The growing global demand for clean and sustainable energy has significantly accelerated the integration of renewable energy sources—particularly solar photovoltaic (PV) systems—into existing power grids. According to the International Energy Agency (IEA), solar PV systems have become the fastest-growing renewable energy technology worldwide in recent years, achieving record capacity additions [5,6]. The IEA’s Renewables 2022 report highlights a substantial increase in global solar PV investments, with installed PV capacity expected to grow by approximately 1500 GW by 2027, surpassing the capacity of coal-fired power plants [7]. However, due to its inherent nature, solar energy is highly influenced by meteorological factors such as solar irradiance, cloud cover, temperature, and humidity, which results in intermittency and variability—posing major challenges for grid stability and energy management [8,9]. To mitigate these uncertainties and ensure the efficient planning and operation of power systems, accurate forecasting of solar energy generation is essential. Solar forecasting methods are generally categorized into physical models, statistical models, machine learning-based approaches, and hybrid frameworks [10].

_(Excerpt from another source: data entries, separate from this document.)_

mod debug_report;

use sentiro::{AnnotatedClause, CompiledRules, Engine, EngineConfig, Lexicon};
use std::io::{self, IsTerminal, Read};
use std::path::PathBuf;

fn main() {
    let cli = match parse_args() {
        Ok(cli) => cli,
        Err(err) => {
            eprintln!("{err}");
            std::process::exit(2);
        }
    };

    if let Err(err) = run(cli) {
        eprintln!("error: {err}");
        std::process::exit(1);
    }
}

fn run(cli: CliConfig) -> sentiro::Result<()> {
    let config = match &cli.config {
        Some(path) => EngineConfig::from_file(path)?,
        None => EngineConfig::default(),
    }
    .with_env_override()?;
    init_tracing(&config);

    let lexicon = match &cli.lexicon {
        Some(dir) => Lexicon::from_dir(dir)?,
        None => Lexicon::default(),
    };
    let rules = CompiledRules::from_file(&cli.rules, &lexicon)?;
    tracing::info!(patterns = rules.len(), rules = %cli.rules.display(), "rules compiled");
    let engine = Engine::new(rules, lexicon, config);

    let clauses: Vec<AnnotatedClause> = serde_json::from_str(&cli.input)?;
    let output = engine.extract(&clauses);

    if cli.json {
        println!("{}", serde_json::to_string_pretty(&output.results)?);
    } else {
        debug_report::print_run(&clauses, &output, cli.color);
    }
    Ok(())
}

fn init_tracing(config: &EngineConfig) {
    let filter = tracing_subscriber::EnvFilter::try_from_default_env()
        .unwrap_or_else(|_| tracing_subscriber::EnvFilter::new(&config.logging.level));
    let builder = tracing_subscriber::fmt().with_env_filter(filter).with_writer(io::stderr);
    if config.logging.json_format {
        builder.json().init();
    } else {
        builder.init();
    }
}

struct CliConfig {
    rules: PathBuf,
    lexicon: Option<PathBuf>,
    config: Option<PathBuf>,
    input: String,
    json: bool,
    color: bool,
}

fn parse_args() -> Result<CliConfig, String> {
    let mut rules: Option<PathBuf> = None;
    let mut lexicon: Option<PathBuf> = None;
    let mut config: Option<PathBuf> = None;
    let mut input_path: Option<PathBuf> = None;
    let mut json = false;
    let mut color = io::stdout().is_terminal();
    let mut args = std::env::args().skip(1).peekable();

    while let Some(arg) = args.next() {
        match arg.as_str() {
            "-h" | "--help" => {
                print_help();
                std::process::exit(0);
            }
            "-V" | "--version" => {
                println!("sentiro {}", env!("CARGO_PKG_VERSION"));
                std::process::exit(0);
            }
            "--color" => color = true,
            "--no-color" => color = false,
            "--json" => json = true,
            "--rules" | "-r" => rules = Some(option_value(&mut args, "--rules")?),
            "--lexicon" | "-l" => lexicon = Some(option_value(&mut args, "--lexicon")?),
            "--config" | "-c" => config = Some(option_value(&mut args, "--config")?),
            "--" => {
                if let Some(path) = args.next() {
                    set_input(&mut input_path, path)?;
                }
                if args.next().is_some() {
                    return Err("error: expected a single input file".to_string());
                }
                break;
            }
            _ if arg.starts_with("--rules=") => rules = Some(PathBuf::from(arg.trim_start_matches("--rules="))),
            _ if arg.starts_with("--lexicon=") => lexicon = Some(PathBuf::from(arg.trim_start_matches("--lexicon="))),
            _ if arg.starts_with("--config=") => config = Some(PathBuf::from(arg.trim_start_matches("--config="))),
            _ if arg.starts_with('-') && arg != "-" => {
                return Err(format!("error: unknown option '{arg}'"));
            }
            _ => set_input(&mut input_path, arg)?,
        }
    }

    let rules = rules.ok_or_else(|| format!("error: --rules is required\n\n{}", help_text()))?;
    let input = match input_path {
        Some(path) if path.as_os_str() != "-" => std::fs::read_to_string(&path)
            .map_err(|err| format!("error: failed to read {}: {err}", path.display()))?,
        _ => read_stdin_input()?,
    };

    if input.trim().is_empty() {
        return Err(format!("error: no input provided\n\n{}", help_text()));
    }

    Ok(CliConfig { rules, lexicon, config, input, json, color })
}

fn option_value(args: &mut impl Iterator<Item = String>, name: &str) -> Result<PathBuf, String> {
    args.next().map(PathBuf::from).ok_or_else(|| format!("error: {name} expects a value"))
}

fn set_input(input: &mut Option<PathBuf>, value: String) -> Result<(), String> {
    if input.is_some() {
        return Err("error: input provided multiple times".to_string());
    }
    *input = Some(PathBuf::from(value));
    Ok(())
}

fn read_stdin_input() -> Result<String, String> {
    let mut buffer = String::new();
    io::stdin().read_to_string(&mut buffer).map_err(|err| format!("error: failed to read stdin: {err}"))?;
    Ok(buffer)
}

fn print_help() {
    println!("{}", help_text());
}

fn help_text() -> String {
    format!(
        "sentiro {version}

Rule-based opinion tuple extraction over dependency-annotated clauses.

Usage:
  sentiro --rules <file> [OPTIONS] [--] [<clauses.json>]

The input is a JSON array of annotated clauses:
  [{{\"text\": \"...\", \"tokens\": [{{\"index\": 0, \"text\": \"I\", \"lemma\": \"I\",
     \"pos\": \"PRON\", \"dep\": \"nsubj\", \"head\": 1, \"start\": 0, \"end\": 1}}, ...]}}]
It is read from <clauses.json>, or from stdin when omitted or '-'.

Options:
  -r, --rules <file>         Pattern rule file (required).
  -l, --lexicon <dir>        Lexicon directory. Default: empty lexicon.
  -c, --config <file>        TOML engine configuration.
  --json                     Print results as JSON instead of the report.
  --color                    Force ANSI color output.
  --no-color                 Disable ANSI color output.
  -h, --help                 Show this help message.
  -V, --version              Print version information.

Environment:
  RUST_LOG, SENTIRO_LOG      Log filter (logs go to stderr).
  SENTIRO_LOG_JSON           `true` for JSON log lines.

Exit codes:
  0  Success.
  1  Rule, lexicon, config or input error.
  2  Invalid arguments or missing input.
",
        version = env!("CARGO_PKG_VERSION"),
    )
}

In addition to the comparative analysis provided in Table 1, recent advancements in Artificial Intelligence (AI) and Deep Learning (DL) techniques have demonstrated significant improvements in forecasting accuracy. Cutting-edge methods such as Long Short-Term Memory (LSTM) networks, Convolutional Neural Networks (CNNs), and Transformer-based architectures effectively model complex temporal dependencies and extract spatial features from multimodal inputs [11,12]. Recent studies have further emphasized the importance of advanced deep learning frameworks in enhancing forecast robustness under varying conditions [13]. For example, hybrid frameworks that combine CNN and LSTM layers outperform traditional models in both intra-hour and day-ahead forecasting tasks [14,15]. Moreover, Graph Neural Networks (GNNs) and attention-based architectures further enhance spatiotemporal feature learning, particularly in multi-site PV forecasting scenarios [16,17]. Another emerging trend is probabilistic forecasting, which quantitatively estimates forecast uncertainty and supports risk-aware grid operation and energy trading. Methods based on quantile regression, Gaussian processes, and advanced probabilistic Transformer models have made notable contributions to this domain [18,19].
Table 1.
Comparison of Deep Learning-Based PV Forecasting Studies.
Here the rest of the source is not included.